From high hopes to shattered dreams?



I am glad I have been given the opportunity to contribute to an intellectually engaging forum Malaysiakini. Happy 20th birthday, Malaysiakini!
I started writing for this forum 15 years ago! Yes, I persevered as perhaps the longest-serving columnist, proud to be writing with a cadre of those who speak truth to power and ones who answer only to their souls. I hope to continue sharing my views and analyses pertaining to politics in the Southeast Asia region, educational philosophy and practice, and critical social perspectives on society in general. I have enjoyed every moment of writing my 400 articles thus far.
Glad, too, that I am given the will to continue writing about the country I grew up in, Malaysia, and of which I have been a keen observer for the last 30 years. This is perhaps the best time to talk about a forthcoming book on Malaysian politics I authored. It is my eighth in a series of political-economic-anthropological-philosophical writings on a country known as a “moderately-Islamic-hypermodern nation-state” with all the complexities and contradictions of a neo-colonialist political construct.
In my forthcoming book, I analyze the performance of the coalition party headed by Dr Mahathir Mohamad, 94 years old, who has had control of the country since 1981. Through Machiavellian manoeuvres and master-puppetry as his twin strategy, he continues to hold on to power, refusing to let go.
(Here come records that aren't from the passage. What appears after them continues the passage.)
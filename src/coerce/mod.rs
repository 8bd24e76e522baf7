use chrono::{DateTime, NaiveDate, NaiveTime, Utc};
use rust_decimal::Decimal;
use serde_json::{Number, Value};
use thiserror::Error;
use uuid::Uuid;

use crate::schema::AttributeKind;

#[derive(Debug, Error)]
pub enum CoercionError {
    #[error("Expected {expected}, got: {value}")]
    InvalidType { expected: &'static str, value: String },
}

impl CoercionError {
    fn new(expected: &'static str, value: &Value) -> Self {
        Self::InvalidType { expected, value: value.to_string() }
    }
}

pub fn parse_boolean(value: &Value) -> Result<bool, CoercionError> {
    match value {
        Value::Bool(b) => Ok(*b),
        Value::String(s) => match s.to_ascii_lowercase().as_str() {
            "true" => Ok(true),
            "false" => Ok(false),
            _ => Err(CoercionError::new("a boolean", value)),
        },
        _ => Err(CoercionError::new("a boolean", value)),
    }
}

pub fn parse_integer(value: &Value) -> Result<i64, CoercionError> {
    match value {
        Value::Number(n) => n
            .as_i64()
            .or_else(|| {
                // Accept floats with no fractional part
                n.as_f64()
                    .filter(|f| f.is_finite() && f.fract() == 0.0 && f.abs() <= i64::MAX as f64)
                    .map(|f| f as i64)
            })
            .ok_or_else(|| CoercionError::new("an integer", value)),
        Value::String(s) => s
            .trim()
            .parse::<i64>()
            .map_err(|_| CoercionError::new("an integer", value)),
        _ => Err(CoercionError::new("an integer", value)),
    }
}

pub fn parse_float(value: &Value) -> Result<f64, CoercionError> {
    let parsed = match value {
        Value::Number(n) => n.as_f64(),
        Value::String(s) => s.trim().parse::<f64>().ok(),
        _ => None,
    };
    parsed
        .filter(|f| f.is_finite())
        .ok_or_else(|| CoercionError::new("a number", value))
}

pub fn parse_decimal(value: &Value) -> Result<Decimal, CoercionError> {
    let parsed = match value {
        Value::Number(n) => n.to_string().parse::<Decimal>().ok(),
        Value::String(s) => s.trim().parse::<Decimal>().ok(),
        _ => None,
    };
    parsed.ok_or_else(|| CoercionError::new("a decimal", value))
}

pub fn parse_date(value: &Value) -> Result<NaiveDate, CoercionError> {
    value
        .as_str()
        .and_then(|s| NaiveDate::parse_from_str(s, "%Y-%m-%d").ok())
        .ok_or_else(|| CoercionError::new("an ISO 8601 date", value))
}

pub fn parse_datetime(value: &Value) -> Result<DateTime<Utc>, CoercionError> {
    match value {
        Value::String(s) => DateTime::parse_from_rfc3339(s)
            .map(|dt| dt.with_timezone(&Utc))
            .map_err(|_| CoercionError::new("an RFC 3339 datetime", value)),
        // Epoch milliseconds
        Value::Number(n) => n
            .as_i64()
            .and_then(DateTime::from_timestamp_millis)
            .ok_or_else(|| CoercionError::new("an RFC 3339 datetime", value)),
        _ => Err(CoercionError::new("an RFC 3339 datetime", value)),
    }
}

pub fn parse_time(value: &Value) -> Result<NaiveTime, CoercionError> {
    value
        .as_str()
        .and_then(|s| NaiveTime::parse_from_str(s, "%H:%M:%S%.f").ok())
        .ok_or_else(|| CoercionError::new("a time of day", value))
}

pub fn parse_timestamp(value: &Value) -> Result<i64, CoercionError> {
    parse_integer(value).map_err(|_| CoercionError::new("a unix timestamp", value))
}

pub fn parse_uuid(value: &Value) -> Result<Uuid, CoercionError> {
    value
        .as_str()
        .and_then(|s| Uuid::parse_str(s).ok())
        .ok_or_else(|| CoercionError::new("a uuid", value))
}

/// Normalize a raw value into the canonical JSON form for the attribute
/// kind. Null passes through for every kind; nullability is a validation
/// concern, not a typing one.
pub fn coerce(kind: &AttributeKind, value: &Value) -> Result<Value, CoercionError> {
    if value.is_null() {
        return Ok(Value::Null);
    }
    match kind {
        AttributeKind::Boolean => parse_boolean(value).map(Value::Bool),
        AttributeKind::Integer | AttributeKind::BigInteger => {
            parse_integer(value).map(|n| Value::Number(n.into()))
        }
        AttributeKind::Float => parse_float(value).map(|f| {
            // Finite by construction
            Number::from_f64(f).map(Value::Number).unwrap_or(Value::Null)
        }),
        AttributeKind::Decimal => parse_decimal(value).map(|d| Value::String(d.to_string())),
        AttributeKind::Date => {
            parse_date(value).map(|d| Value::String(d.format("%Y-%m-%d").to_string()))
        }
        AttributeKind::Datetime => parse_datetime(value).map(|dt| Value::String(dt.to_rfc3339())),
        AttributeKind::Time => {
            parse_time(value).map(|t| Value::String(t.format("%H:%M:%S%.3f").to_string()))
        }
        AttributeKind::Timestamp => parse_timestamp(value).map(|n| Value::Number(n.into())),
        AttributeKind::Uuid => parse_uuid(value).map(|u| Value::String(u.to_string())),
        AttributeKind::String
        | AttributeKind::Text
        | AttributeKind::RichText
        | AttributeKind::Email
        | AttributeKind::Password => value
            .as_str()
            .map(|s| Value::String(s.to_string()))
            .ok_or_else(|| CoercionError::new("a string", value)),
        AttributeKind::Enumeration { values } => {
            let s = value
                .as_str()
                .ok_or_else(|| CoercionError::new("an enumeration value", value))?;
            if !values.is_empty() && !values.iter().any(|v| v == s) {
                return Err(CoercionError::new("one of the enumeration values", value));
            }
            Ok(Value::String(s.to_string()))
        }
        // Structured kinds are not coerced here; traversal owns their shape.
        AttributeKind::Json
        | AttributeKind::Relation { .. }
        | AttributeKind::Component { .. }
        | AttributeKind::DynamicZone { .. } => Ok(value.clone()),
    }
}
Mistrust and the fear that losing power will mean losing the ability to orchestrate dynastic shifts after he dies, is perhaps the name of this Malaysian game of thrones.
In “From High Hopes Shattered Dreams?: The Second Mahathirist Revolution a Year Later”, through 43 essays, I write about the issues plaguing the new government or regime that mutated from the ancien, and the inextricable link between critical consciousness and education as twin-forces much needed to have the country, any country for that matter, regenerate, renew its existential being, vis-a-viz nationhood, and to flourish with a renaissance feel of progress.
In this collection, I present views on radical change and hope. It is a “Freirean-Freudian” musing, after the work of two thinkers, the Brazilian thinker Paulo Freire and the Austrian psychologist and father of psychoanalysis, Sigmund Freud.
The former wrote "Pedagogy of the Oppressed" in the 1980s, the latter wrote "Civilization and Its Discontents" sometime in the 1930s. Both wrote about how we think in an age of mental derangement. So, how do we educate people to think critically on religion, the state, and a hybrid of totalitarianism these days?
Especially in Malaysia.
Below I reproduce the preface to the book. Although the names and references to Malaysian politics may be alien to some readers, the theme is familiar: power and how it is used and abused, and its inextricable link to globalization, political-economy, ideology, spirituality, and education.
The tension between religion and liberalism, decadence and democracy, authoritarianism and altruism, and the “halal-haram” matrix in power relations, consumption, and economic development – all these are applicable in any country one is analyzing. Especially in so-called Islamic countries such as Turkey, Saudi Arabia, Syria, Iran, Iraq, Pakistan, or Afghanistan.
Here is an excerpt from my book, the eighth in my continuing analysis of hyper-modernizing Malaysia in an ever-changing complex world:
“It is April 22 today, as I continue to work on the compilation. It is Earth Day today here in the United State, in the New York city area. A reason to celebrate our fragile earth and a planet in critical condition.
"The two most important issues in the world today are climate change/ecological destruction and the rapid advancement of “dehumanizing technologies”. But there is also another perennial issue that destroys humanity: terrorism and the need for Peace Education I have alluded to in many of the essays in this collection.
"This week, as I was writing this, is a week of sadness as well. The horrible massacre of hundreds of Christians in Sri Lanka, by Islamic absurdist-fundamentalists, hurt me emotionally as an educator, especially after reading about the 50 Muslim worshippers gunned down in Christchurch, New Zealand a few months before that, and the attack and killing of Jews in a synagogue in Pittsburgh, Pennsylvania, the year before that – all three of these diabolic and despicable acts of terror committed by terrorists.
"Today these are my thoughts as I prepare this set of vignettes of a performance review of the Harapan government. I had high hopes that turned into something different than what I expected.
"Religion, race, and royalty dominated my commentaries on my “Freirean-Freudian Observations and Documentations” as they relate to critical consciousness and the education of this nation."
I don’t know what is happening to the hope for a “new Malaysia”. Your guess and analysis is as good as mine.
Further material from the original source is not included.